An dielectric-filled parallel-plate capacitor has plate area A and plate separation d. The capacitor is connected to a battery that creates a constant voltage V. The dielectric constant is K. A. Find the energy U_1 of the dielectric-filled capacitor. The capacitor remains connected to the battery I was able to figure out this one: (epsilon_0*K*A*V^2)/(2d) But I cannot figure out the rest... B.The dielectric plate is now slowly pulled out of the capacitor, which remains connected to the battery. Find the energy U_2 of the capacitor at the moment when the capacitor is half filled with the dielectric.

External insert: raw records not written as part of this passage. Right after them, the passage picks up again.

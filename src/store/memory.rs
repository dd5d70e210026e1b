//! In-process store implementation.

use super::{PresenceEntry, PresenceStore};
use crate::clock::{Clock, SystemClock};
use crate::error::StoreError;
use crate::types::{ClientId, UserId};
use async_trait::async_trait;
use dashmap::mapref::entry::Entry;
use dashmap::{DashMap, DashSet};
use std::collections::HashMap;
use std::sync::Arc;
use std::sync::atomic::{AtomicBool, Ordering};
use std::time::Duration;

/// Per-channel entry table plus its expiry deadline.
#[derive(Default)]
struct ChannelTable {
    entries: HashMap<(UserId, ClientId), u64>,
    expires_at: u64,
}

/// A lock cell: the fencing token and when it stops being valid.
struct LockCell {
    token: String,
    expires_at: u64,
}

/// Concurrent in-process [`PresenceStore`].
///
/// Fully usable for single-process deployments; in tests it pairs with a
/// [`ManualClock`](crate::clock::ManualClock) so TTL behavior is
/// deterministic. The `set_read_only` switch models a backend that fails
/// over into a write-rejecting state.
pub struct MemoryStore {
    channels: DashMap<String, ChannelTable>,
    registry: DashSet<String>,
    locks: DashMap<String, LockCell>,
    clock: Arc<dyn Clock>,
    read_only: AtomicBool,
}

impl MemoryStore {
    /// Create a store on the wall clock.
    pub fn new() -> Self {
        Self::with_clock(Arc::new(SystemClock))
    }

    /// Create a store on an explicit clock.
    pub fn with_clock(clock: Arc<dyn Clock>) -> Self {
        Self {
            channels: DashMap::new(),
            registry: DashSet::new(),
            locks: DashMap::new(),
            clock,
            read_only: AtomicBool::new(false),
        }
    }

    /// Reject all writes until switched back, like a read-only failover.
    pub fn set_read_only(&self, read_only: bool) {
        self.read_only.store(read_only, Ordering::SeqCst);
    }

    fn check_writable(&self) -> Result<(), StoreError> {
        if self.read_only.load(Ordering::SeqCst) {
            return Err(StoreError::ReadOnly);
        }
        Ok(())
    }
}

impl Default for MemoryStore {
    fn default() -> Self {
        Self::new()
    }
}

#[async_trait]
impl PresenceStore for MemoryStore {
    async fn put_entry(
        &self,
        channel: &str,
        user_id: UserId,
        client_id: &ClientId,
        last_active_at: u64,
        ttl: Duration,
    ) -> Result<(), StoreError> {
        self.check_writable()?;
        let now = self.clock.now_unix();
        let mut table = self.channels.entry(channel.to_string()).or_default();
        if table.expires_at != 0 && table.expires_at <= now {
            table.entries.clear();
        }
        table
            .entries
            .insert((user_id, client_id.clone()), last_active_at);
        table.expires_at = now.saturating_add(ttl.as_secs());
        Ok(())
    }

    async fn remove_entry(
        &self,
        channel: &str,
        user_id: UserId,
        client_id: &ClientId,
    ) -> Result<bool, StoreError> {
        self.check_writable()?;
        let now = self.clock.now_unix();
        let Some(mut table) = self.channels.get_mut(channel) else {
            return Ok(false);
        };
        if table.expires_at != 0 && table.expires_at <= now {
            table.entries.clear();
            return Ok(false);
        }
        Ok(table
            .entries
            .remove(&(user_id, client_id.clone()))
            .is_some())
    }

    async fn entries(&self, channel: &str) -> Result<Vec<PresenceEntry>, StoreError> {
        let now = self.clock.now_unix();
        let Some(table) = self.channels.get(channel) else {
            return Ok(Vec::new());
        };
        if table.expires_at != 0 && table.expires_at <= now {
            return Ok(Vec::new());
        }
        Ok(table
            .entries
            .iter()
            .map(|((user_id, client_id), last_active_at)| PresenceEntry {
                user_id: *user_id,
                client_id: client_id.clone(),
                last_active_at: *last_active_at,
            })
            .collect())
    }

    async fn register_channel(&self, channel: &str) -> Result<(), StoreError> {
        self.check_writable()?;
        self.registry.insert(channel.to_string());
        Ok(())
    }

    async fn deregister_channel(&self, channel: &str) -> Result<(), StoreError> {
        self.check_writable()?;
        self.registry.remove(channel);
        Ok(())
    }

    async fn registered_channels(&self) -> Result<Vec<String>, StoreError> {
        Ok(self.registry.iter().map(|name| name.clone()).collect())
    }

    async fn set_nx(&self, key: &str, token: &str, ttl: Duration) -> Result<bool, StoreError> {
        self.check_writable()?;
        let now = self.clock.now_unix();
        let cell = LockCell {
            token: token.to_string(),
            expires_at: now.saturating_add(ttl.as_secs()),
        };
        match self.locks.entry(key.to_string()) {
            Entry::Occupied(mut occupied) => {
                // A holder past its validity window is treated as crashed.
                if occupied.get().expires_at <= now {
                    occupied.insert(cell);
                    Ok(true)
                } else {
                    Ok(false)
                }
            }
            Entry::Vacant(vacant) => {
                vacant.insert(cell);
                Ok(true)
            }
        }
    }

    async fn del_if_eq(&self, key: &str, token: &str) -> Result<(), StoreError> {
        self.check_writable()?;
        self.locks.remove_if(key, |_, cell| cell.token == token);
        Ok(())
    }
}
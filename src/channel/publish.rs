//! Payload shapes and topic mapping for channel events.
//!
//! Every channel publishes to exactly one topic derived from its name. The
//! payload shape follows the channel's policy: regular channels carry
//! identities (entering profiles or leaving ids), count-only channels carry
//! a signed delta and nothing else. Restricted channels additionally attach
//! delivery metadata so the bus, not this crate, enforces who receives the
//! message.

use super::PresenceChannel;
use crate::bus::PublishOptions;
use crate::error::PresenceError;
use crate::types::UserId;
use serde_json::{Value, json};
use std::collections::HashSet;

/// Prefix joining a channel name to its bus topic.
const TOPIC_PREFIX: &str = "/presence";

fn entering_payload(profiles: Vec<Value>) -> Value {
    json!({ "enteringUsers": profiles })
}

fn leaving_payload(user_ids: &[UserId]) -> Value {
    json!({ "leavingUserIds": user_ids })
}

fn count_delta_payload(delta: i64) -> Value {
    json!({ "countDelta": delta })
}

fn sorted_vec<T: Ord + Copy>(set: &HashSet<T>) -> Vec<T> {
    let mut ids: Vec<T> = set.iter().copied().collect();
    ids.sort_unstable();
    ids
}

impl PresenceChannel<'_> {
    /// The bus topic this channel publishes to (1:1 with the name).
    pub fn bus_topic_name(&self) -> String {
        format!("{}{}", TOPIC_PREFIX, self.name)
    }

    pub(super) async fn publish_entering(&self, user_ids: &[UserId]) -> Result<(), PresenceError> {
        let payload = if self.config.count_only {
            count_delta_payload(user_ids.len() as i64)
        } else {
            entering_payload(
                user_ids
                    .iter()
                    .map(|id| self.hub.profiles.entering_profile(*id))
                    .collect(),
            )
        };
        self.publish(payload).await
    }

    pub(super) async fn publish_leaving(&self, user_ids: &[UserId]) -> Result<(), PresenceError> {
        let payload = if self.config.count_only {
            count_delta_payload(-(user_ids.len() as i64))
        } else {
            leaving_payload(user_ids)
        };
        self.publish(payload).await
    }

    async fn publish(&self, payload: Value) -> Result<(), PresenceError> {
        let options = if self.config.public {
            PublishOptions::unrestricted()
        } else {
            PublishOptions {
                allowed_user_ids: self.config.allowed_user_ids.as_ref().map(sorted_vec),
                allowed_group_ids: self.config.allowed_group_ids.as_ref().map(sorted_vec),
            }
        };
        self.hub
            .bus
            .publish(&self.bus_topic_name(), payload, options)
            .await?;
        Ok(())
    }
}

#[cfg(test)]
mod tests {
    use super::*;

    #[test]
    fn test_payload_shapes() {
        assert_eq!(
            leaving_payload(&[UserId(3), UserId(7)]),
            json!({ "leavingUserIds": [3, 7] })
        );
        assert_eq!(count_delta_payload(-2), json!({ "countDelta": -2 }));
        assert_eq!(
            entering_payload(vec![json!({ "id": 1 })]),
            json!({ "enteringUsers": [{ "id": 1 }] })
        );
    }

    #[test]
    fn test_sorted_vec_is_deterministic() {
        let set: HashSet<UserId> = [UserId(9), UserId(2), UserId(5)].into_iter().collect();
        assert_eq!(sorted_vec(&set), vec![UserId(2), UserId(5), UserId(9)]);
    }
}
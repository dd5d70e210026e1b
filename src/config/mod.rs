//! Channel security configuration and prefix-based resolution.
//!
//! Feature modules register a resolver per channel-name prefix, typically
//! once at start-up. Resolution is a pure function of the registered table:
//! a name maps to the resolver whose prefix is a leading path segment of the
//! name, and the resolver either produces a [`ChannelConfig`] or declines
//! the name entirely ("no such channel").
//!
//! The registry is an explicit value threaded through
//! [`PresenceHub`](crate::hub::PresenceHub) rather than ambient global
//! state; [`ConfigRegistry::clear`] exists so test harnesses can reset it.

use crate::types::{GroupId, UserId};
use dashmap::DashMap;
use std::collections::HashSet;
use std::fmt;
use std::sync::Arc;

/// A function producing the security config for a concrete channel name,
/// or `None` when the channel does not exist under this prefix.
pub type ConfigResolver = Arc<dyn Fn(&str) -> Option<ChannelConfig> + Send + Sync>;

/// Per-channel security policy.
///
/// At most one of `public` / `allowed_user_ids` / `allowed_group_ids` is
/// meaningfully populated. With all three absent the channel grants no
/// access to anyone, staff included; that is still distinct from the
/// channel not existing.
#[derive(Debug, Clone, Default, PartialEq, Eq)]
pub struct ChannelConfig {
    /// Anyone may view; any authenticated user may enter.
    pub public: bool,
    /// Explicit user allow-list.
    pub allowed_user_ids: Option<HashSet<UserId>>,
    /// Allow-list by group membership.
    pub allowed_group_ids: Option<HashSet<GroupId>>,
    /// Published events reveal only aggregate counts, never identities.
    pub count_only: bool,
}

impl ChannelConfig {
    /// A config granting no access.
    pub fn new() -> Self {
        Self::default()
    }

    /// Sets whether the channel is public.
    pub fn public(mut self, public: bool) -> Self {
        self.public = public;
        self
    }

    /// Sets the user allow-list.
    pub fn allowed_users(mut self, users: impl IntoIterator<Item = UserId>) -> Self {
        self.allowed_user_ids = Some(users.into_iter().collect());
        self
    }

    /// Sets the group allow-list.
    pub fn allowed_groups(mut self, groups: impl IntoIterator<Item = GroupId>) -> Self {
        self.allowed_group_ids = Some(groups.into_iter().collect());
        self
    }

    /// Sets whether published events are count-only.
    pub fn count_only(mut self, count_only: bool) -> Self {
        self.count_only = count_only;
        self
    }
}

/// Process-wide table mapping channel-name prefixes to config resolvers.
///
/// Cheap to clone; clones share the same table.
#[derive(Clone, Default)]
pub struct ConfigRegistry {
    prefixes: Arc<DashMap<String, ConfigResolver>>,
}

impl ConfigRegistry {
    /// Create an empty registry.
    pub fn new() -> Self {
        Self::default()
    }

    /// Register a resolver for a prefix, replacing any previous one.
    pub fn register_prefix<F>(&self, prefix: impl Into<String>, resolver: F)
    where
        F: Fn(&str) -> Option<ChannelConfig> + Send + Sync + 'static,
    {
        self.prefixes.insert(prefix.into(), Arc::new(resolver));
    }

    /// Remove a prefix and its resolver.
    pub fn unregister_prefix(&self, prefix: &str) {
        self.prefixes.remove(prefix);
    }

    /// Resolve a channel name to its config.
    ///
    /// Returns `None` when no registered prefix matches or when the
    /// matching resolver declines the name. With nested prefixes the
    /// longest match wins.
    pub fn resolve(&self, channel_name: &str) -> Option<ChannelConfig> {
        let mut best: Option<(usize, ConfigResolver)> = None;
        for entry in self.prefixes.iter() {
            let prefix = entry.key();
            if !prefix_matches(prefix, channel_name) {
                continue;
            }
            if best.as_ref().is_none_or(|(len, _)| prefix.len() > *len) {
                best = Some((prefix.len(), entry.value().clone()));
            }
        }
        let (_, resolver) = best?;
        resolver(channel_name)
    }

    /// Remove every registered prefix. Reserved for test harnesses that
    /// need a clean slate between cases.
    pub fn clear(&self) {
        self.prefixes.clear();
    }
}

/// A prefix matches when it equals the name or is followed in the name by a
/// path separator: `/chat` matches `/chat/42` but not `/chatty/42`.
fn prefix_matches(prefix: &str, channel_name: &str) -> bool {
    channel_name == prefix
        || (channel_name.starts_with(prefix)
            && channel_name.as_bytes().get(prefix.len()) == Some(&b'/'))
}

impl fmt::Debug for ConfigRegistry {
    fn fmt(&self, f: &mut fmt::Formatter<'_>) -> fmt::Result {
        let mut prefixes: Vec<String> = self.prefixes.iter().map(|e| e.key().clone()).collect();
        prefixes.sort();
        f.debug_struct("ConfigRegistry")
            .field("prefixes", &prefixes)
            .finish()
    }
}
//! Identity newtypes shared across the crate.

use serde::{Deserialize, Serialize};
use std::fmt;

/// A user identity. Presence always belongs to a known user.
#[derive(
    Debug, Clone, Copy, PartialEq, Eq, PartialOrd, Ord, Hash, Serialize, Deserialize, Default,
)]
#[serde(transparent)]
pub struct UserId(pub u64);

impl fmt::Display for UserId {
    fn fmt(&self, f: &mut fmt::Formatter<'_>) -> fmt::Result {
        write!(f, "{}", self.0)
    }
}

/// A group identity, resolved by an external membership authority.
#[derive(
    Debug, Clone, Copy, PartialEq, Eq, PartialOrd, Ord, Hash, Serialize, Deserialize, Default,
)]
#[serde(transparent)]
pub struct GroupId(pub u64);

impl fmt::Display for GroupId {
    fn fmt(&self, f: &mut fmt::Formatter<'_>) -> fmt::Result {
        write!(f, "{}", self.0)
    }
}

/// A distinguishable session or connection for a user.
///
/// One user may hold several simultaneous client entries (multiple tabs or
/// devices), each tracked independently.
#[derive(Debug, Clone, PartialEq, Eq, Hash, Serialize, Deserialize)]
#[serde(transparent)]
pub struct ClientId(String);

impl ClientId {
    /// Create a client id from anything string-like.
    pub fn new(id: impl Into<String>) -> Self {
        Self(id.into())
    }

    /// Get the id as a string slice.
    pub fn as_str(&self) -> &str {
        &self.0
    }
}

impl From<&str> for ClientId {
    fn from(s: &str) -> Self {
        Self(s.to_string())
    }
}

impl From<String> for ClientId {
    fn from(s: String) -> Self {
        Self(s)
    }
}

impl fmt::Display for ClientId {
    fn fmt(&self, f: &mut fmt::Formatter<'_>) -> fmt::Result {
        f.write_str(&self.0)
    }
}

Express your answer in terms of A,d,V,K,epsilon_0. C.The capactor is now disconnected from the battery, and the dielectric plate is then slowly removed the rest of the way out of the capacitor. Find the new energy of the capacitor, U_s.Express your answer in terms of A,d,V,K,epsilon_0 D. In the process of removing the remaining portion of the dielectric from the disconnected capacitor, how much work W is done by the external agent acting on the dielectric.Express your answer in terms of A,d,V,K,epsilon_0 ANY help would be greatly appreciated.... Thanks in advance
When the capacitor is half filled with the dielectric, you can imagine two capacitors having area A/2 each and connected in parallel. One of them is with dielectric and other without dielectric. Calculate the equivalent capacitance and charge on it. By this hint you can solve C and D
C1 = epsilon_0*A/2*/d and C2 = epsilon_0*K*(A/2)/d. Since the battery is still connected the potential difference is same in C1 and C2.